Americans consume gargantuan quantities of carbonated soft drinks and suffer untoward health consequences. Companies annually produce enough soda pop to provide 557 12-ounce cans—52.4 gallons—to every man, woman, and child.
Carbonated soft drinks are the single biggest source of calories in the American diet, providing about 7 percent of calories; adding in noncarbonated drinks brings the figure to 9 percent. Teenagers get 13 percent of their calories from carbonated and noncarbonated soft drinks.
Soft drinks provide large amounts of sugars (mostly high-fructose corn syrup) to many individuals’ diets. Soda pop provides the average 12 to 19-year-old boy with about 15 teaspoons of refined sugars a day and the average girl with about 10 teaspoons a day. Those amounts roughly equal the government’s recommended limits for teens’ sugar consumption from all foods.
Soft drinks are a problem not only for what they contain, but for what they push out of the diet. In 1977–78, boys consumed more than twice as much milk as soft drinks, and girls consumed 50 percent more milk than soft drinks. By 1994–96, both boys and girls consumed twice as much soda pop as milk. Heavy soft drink consumption is associated with lower intake of numerous vitamins, minerals, and dietary fiber.

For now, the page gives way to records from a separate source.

// Node-wide leader election between the powmon instances, over SysV shared memory.
//
// The first instance that creates the segment of the election key is the leader.
// `shmget(IPC_CREAT | IPC_EXCL)` is atomic, so at most one creation succeeds;
// every other instance attaches to the existing segment and becomes a follower.
// The leader signals the completion of its session in the segment, then removes it.
//
// A killed leader leaves the segment behind: the followers of the next runs then
// wait forever. `cleanup` removes such a stale segment and must be invoked explicitly.

use std::{
    io,
    mem,
    ptr::NonNull,
    sync::atomic::{AtomicI32, AtomicU32, Ordering},
    thread,
    time::{Duration, Instant},
};

use log::{debug, info, warn};

use crate::error::ElectionError;

/// Written by the leader once the other fields are initialized.
const READY_MAGIC: u32 = 0x706f_776d;
const POLL_INTERVAL: Duration = Duration::from_millis(10);
const LIVENESS_CHECK_INTERVAL: Duration = Duration::from_secs(1);
const SEGMENT_MODE: libc::c_int = 0o600;

/// Content of the shared segment. The kernel fills a new segment with zeros.
#[repr(C)]
struct ElectionBlock {
    ready: AtomicU32,
    leader_pid: AtomicI32,
    observers: AtomicU32,
    completed: AtomicU32,
}

#[derive(Clone, Copy, Debug, PartialEq, Eq)]
pub enum Role {
    Leader,
    Follower,
}

/// Membership of this process in the election of a key.
///
/// Dropping it detaches the segment. For the leader, it also signals the
/// completion and removes the segment, so that the error paths don't leave stale state.
pub struct Election {
    key: libc::key_t,
    shmid: libc::c_int,
    block: NonNull<ElectionBlock>,
    role: Role,
    released: bool,
}

/// Joins the election of `key`.
pub fn acquire(key: libc::key_t) -> Result<Election, ElectionError> {
    let size = mem::size_of::<ElectionBlock>();
    loop {
        let created = unsafe { libc::shmget(key, size, libc::IPC_CREAT | libc::IPC_EXCL | SEGMENT_MODE) };
        if created >= 0 {
            return lead(key, created, attach(key, created));
        }

        let err = io::Error::last_os_error();
        if err.raw_os_error() != Some(libc::EEXIST) {
            return Err(ElectionError::Create { key, source: err });
        }

        let existing = unsafe { libc::shmget(key, size, SEGMENT_MODE) };
        if existing < 0 {
            let err = io::Error::last_os_error();
            if err.raw_os_error() == Some(libc::ENOENT) {
                // removed by its leader between the two calls
                debug!("segment {key:#x} vanished, retrying the election");
                continue;
            }
            return Err(ElectionError::Attach { key, source: err });
        }
        match follow(key, existing)? {
            Some(election) => return Ok(election),
            None => {
                debug!("segment {key:#x} vanished or completed, retrying the election");
                thread::sleep(POLL_INTERVAL);
            }
        }
    }
}

/// Initializes the segment that this process has just created.
/// The segment is removed if it could not be attached.
fn lead(
    key: libc::key_t,
    shmid: libc::c_int,
    attached: Result<NonNull<ElectionBlock>, ElectionError>,
) -> Result<Election, ElectionError> {
    let block = match attached {
        Ok(block) => block,
        Err(e) => {
            if let Err(removal) = remove(key, shmid) {
                warn!("{removal}");
            }
            return Err(e);
        }
    };
    let election = Election {
        key,
        shmid,
        block,
        role: Role::Leader,
        released: false,
    };
    let b = election.block();
    b.leader_pid.store(unsafe { libc::getpid() }, Ordering::Relaxed);
    b.observers.store(0, Ordering::Relaxed);
    b.completed.store(0, Ordering::Relaxed);
    b.ready.store(READY_MAGIC, Ordering::Release);
    info!("elected leader for key {key:#x}");
    Ok(election)
}

/// Attaches to the segment of another leader. Returns `None` if the segment
/// has been removed in the meantime, or belongs to a session that is already over.
fn follow(key: libc::key_t, shmid: libc::c_int) -> Result<Option<Election>, ElectionError> {
    let block = match attach(key, shmid) {
        Ok(block) => block,
        Err(ElectionError::Attach { source, .. })
            if matches!(source.raw_os_error(), Some(libc::EIDRM | libc::EINVAL)) =>
        {
            return Ok(None)
        }
        Err(e) => return Err(e),
    };
    let mut election = Election {
        key,
        shmid,
        block,
        role: Role::Follower,
        released: false,
    };
    election.wait_until(|b| b.ready.load(Ordering::Acquire) == READY_MAGIC);
    if election.block().completed.load(Ordering::Acquire) != 0 {
        // not counted as an observer, only detach
        election.released = true;
        unsafe { libc::shmdt(block.as_ptr() as *const libc::c_void) };
        return Ok(None);
    }
    election.block().observers.fetch_add(1, Ordering::AcqRel);
    info!(
        "following leader {} for key {key:#x}",
        election.block().leader_pid.load(Ordering::Relaxed)
    );
    Ok(Some(election))
}

/// Removes the segment of `key`, if any. Returns `true` if a segment was removed.
pub fn cleanup(key: libc::key_t) -> Result<bool, ElectionError> {
    let shmid = unsafe { libc::shmget(key, 0, 0) };
    if shmid < 0 {
        let err = io::Error::last_os_error();
        return match err.raw_os_error() {
            Some(libc::ENOENT) => Ok(false),
            _ => Err(ElectionError::Attach { key, source: err }),
        };
    }
    remove(key, shmid)?;
    info!("removed stale segment {key:#x}");
    Ok(true)
}

fn attach(key: libc::key_t, shmid: libc::c_int) -> Result<NonNull<ElectionBlock>, ElectionError> {
    let addr = unsafe { libc::shmat(shmid, std::ptr::null(), 0) };
    if addr as isize == -1 {
        return Err(ElectionError::Attach {
            key,
            source: io::Error::last_os_error(),
        });
    }
    NonNull::new(addr as *mut ElectionBlock).ok_or(ElectionError::Attach {
        key,
        source: io::Error::from(io::ErrorKind::InvalidData),
    })
}

fn remove(key: libc::key_t, shmid: libc::c_int) -> Result<(), ElectionError> {
    let result = unsafe { libc::shmctl(shmid, libc::IPC_RMID, std::ptr::null_mut()) };
    if result < 0 {
        let err = io::Error::last_os_error();
        // already removed by someone else
        if err.raw_os_error() != Some(libc::EINVAL) {
            return Err(ElectionError::Remove { key, source: err });
        }
    }
    Ok(())
}

fn is_alive(pid: libc::pid_t) -> bool {
    let result = unsafe { libc::kill(pid, 0) };
    result == 0 || io::Error::last_os_error().raw_os_error() == Some(libc::EPERM)
}

impl Election {
    pub fn role(&self) -> Role {
        self.role
    }

    pub fn observers(&self) -> u32 {
        self.block().observers.load(Ordering::Acquire)
    }

    fn block(&self) -> &ElectionBlock {
        // SAFETY: the segment stays mapped until `self` is dropped, and is only accessed through atomics
        unsafe { self.block.as_ref() }
    }

    /// Polls the segment until `done`. Warns once if the leader has disappeared
    /// or never initialized the segment.
    fn wait_until(&self, done: impl Fn(&ElectionBlock) -> bool) {
        let mut last_check = Instant::now();
        let mut warned = false;
        while !done(self.block()) {
            if !warned && last_check.elapsed() >= LIVENESS_CHECK_INTERVAL {
                last_check = Instant::now();
                let pid = self.block().leader_pid.load(Ordering::Relaxed);
                if pid <= 0 {
                    warn!("segment {:#x} has no leader, run `powmon -c` to remove the stale segment", self.key);
                    warned = true;
                } else if !is_alive(pid) {
                    warn!("leader {pid} of key {:#x} is gone, run `powmon -c` to remove the stale segment", self.key);
                    warned = true;
                }
            }
            thread::sleep(POLL_INTERVAL);
        }
    }

    /// Blocks a follower until the leader signals the completion of its session.
    /// Returns immediately for the leader.
    pub fn wait_for_leader(&self) {
        if self.role == Role::Follower {
            self.wait_until(|b| b.completed.load(Ordering::Acquire) != 0);
            debug!("leader of {:#x} has completed", self.key);
        }
    }

    /// Tells the followers that the measurements are finished.
    pub fn signal_completion(&self) {
        if self.role == Role::Leader {
            self.block().completed.store(1, Ordering::Release);
        }
    }

    /// Ends the participation to the election. The leader signals the completion
    /// (if not done yet) and removes the segment.
    pub fn release(mut self) -> Result<(), ElectionError> {
        self.released = true;
        self.teardown()
    }

    fn teardown(&mut self) -> Result<(), ElectionError> {
        let removed = match self.role {
            Role::Leader => {
                self.signal_completion();
                remove(self.key, self.shmid)
            }
            Role::Follower => {
                self.block().observers.fetch_sub(1, Ordering::AcqRel);
                Ok(())
            }
        };
        unsafe { libc::shmdt(self.block.as_ptr() as *const libc::c_void) };
        removed
    }
}

impl Drop for Election {
    fn drop(&mut self) {
        if !self.released {
            self.released = true;
            if let Err(e) = self.teardown() {
                warn!("{e}");
            }
        }
    }
}

#[cfg(test)]
pub(crate) mod tests {
    use super::*;

    static NEXT: AtomicI32 = AtomicI32::new(0);

    /// A key that no other test (or test process) uses.
    pub(crate) fn unique_key() -> libc::key_t {
        let pid = std::process::id() as i32 & 0xFFFF;
        0x5000_0000 | (pid << 8) | NEXT.fetch_add(1, Ordering::Relaxed)
    }

    #[test]
    fn test_first_is_leader_others_follow() {
        let key = unique_key();
        let leader = acquire(key).unwrap();
        assert_eq!(leader.role(), Role::Leader);

        let follower = acquire(key).unwrap();
        assert_eq!(follower.role(), Role::Follower);
        assert_eq!(leader.observers(), 1);
        drop(follower);
        assert_eq!(leader.observers(), 0);

        leader.release().unwrap();
        assert!(!cleanup(key).unwrap());
    }

    #[test]
    fn test_follower_waits_for_completion() {
        let key = unique_key();
        let leader = acquire(key).unwrap();
        let waiter = thread::spawn(move || {
            let follower = acquire(key).unwrap();
            let start = Instant::now();
            follower.wait_for_leader();
            start.elapsed()
        });
        thread::sleep(Duration::from_millis(200));
        leader.release().unwrap();
        let waited = waiter.join().unwrap();
        assert!(waited >= Duration::from_millis(100), "{waited:?}");
    }

    #[test]
    fn test_dropped_leader_removes_the_segment() {
        let key = unique_key();
        drop(acquire(key).unwrap());
        assert_eq!(acquire(key).unwrap().role(), Role::Leader);
        assert!(!cleanup(key).unwrap());
    }

    fn create_segment(key: libc::key_t) -> libc::c_int {
        let size = mem::size_of::<ElectionBlock>();
        let shmid = unsafe { libc::shmget(key, size, libc::IPC_CREAT | libc::IPC_EXCL | SEGMENT_MODE) };
        assert!(shmid >= 0, "{}", io::Error::last_os_error());
        shmid
    }

    #[test]
    fn test_failed_leader_attach_removes_the_segment() {
        let key = unique_key();
        let shmid = create_segment(key);
        let attached = Err(ElectionError::Attach {
            key,
            source: io::Error::from_raw_os_error(libc::ENOMEM),
        });
        assert!(matches!(lead(key, shmid, attached), Err(ElectionError::Attach { .. })));

        // no uninitialized segment is left for the next instances
        assert!(!cleanup(key).unwrap());
        assert_eq!(acquire(key).unwrap().role(), Role::Leader);
    }

    #[test]
    fn test_follow_removed_segment_retries() {
        let key = unique_key();
        let shmid = create_segment(key);
        remove(key, shmid).unwrap();
        assert!(follow(key, shmid).unwrap().is_none());
        assert_eq!(acquire(key).unwrap().role(), Role::Leader);
    }

    #[test]
    fn test_follow_completed_session_retries() {
        let key = unique_key();
        let leader = acquire(key).unwrap();
        leader.signal_completion();
        assert!(follow(key, leader.shmid).unwrap().is_none());
        assert_eq!(leader.observers(), 0);
        leader.release().unwrap();
    }

    #[test]
    fn test_cleanup_is_idempotent() {
        let key = unique_key();
        assert!(!cleanup(key).unwrap());

        let stale = acquire(key).unwrap();
        // simulate a killed leader: the segment is left behind
        mem::forget(stale);
        assert!(cleanup(key).unwrap());
        assert!(!cleanup(key).unwrap());
        assert_eq!(acquire(key).unwrap().role(), Role::Leader);
    }
}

The empty calories of soft drinks are likely contributing to health problems, particularly overweight and obesity. Those conditions have become far more prevalent during the period in which soft drink consumption has soared. Several scientific studies have provided experimental evidence that soft drinks are directly related to weight gain. That weight gain, in turn, is a prime risk factor for type 2 diabetes, which, for the first time, is becoming a problem for teens as well as adults. As people get older, excess weight also contributes to heart attacks, strokes, and cancer.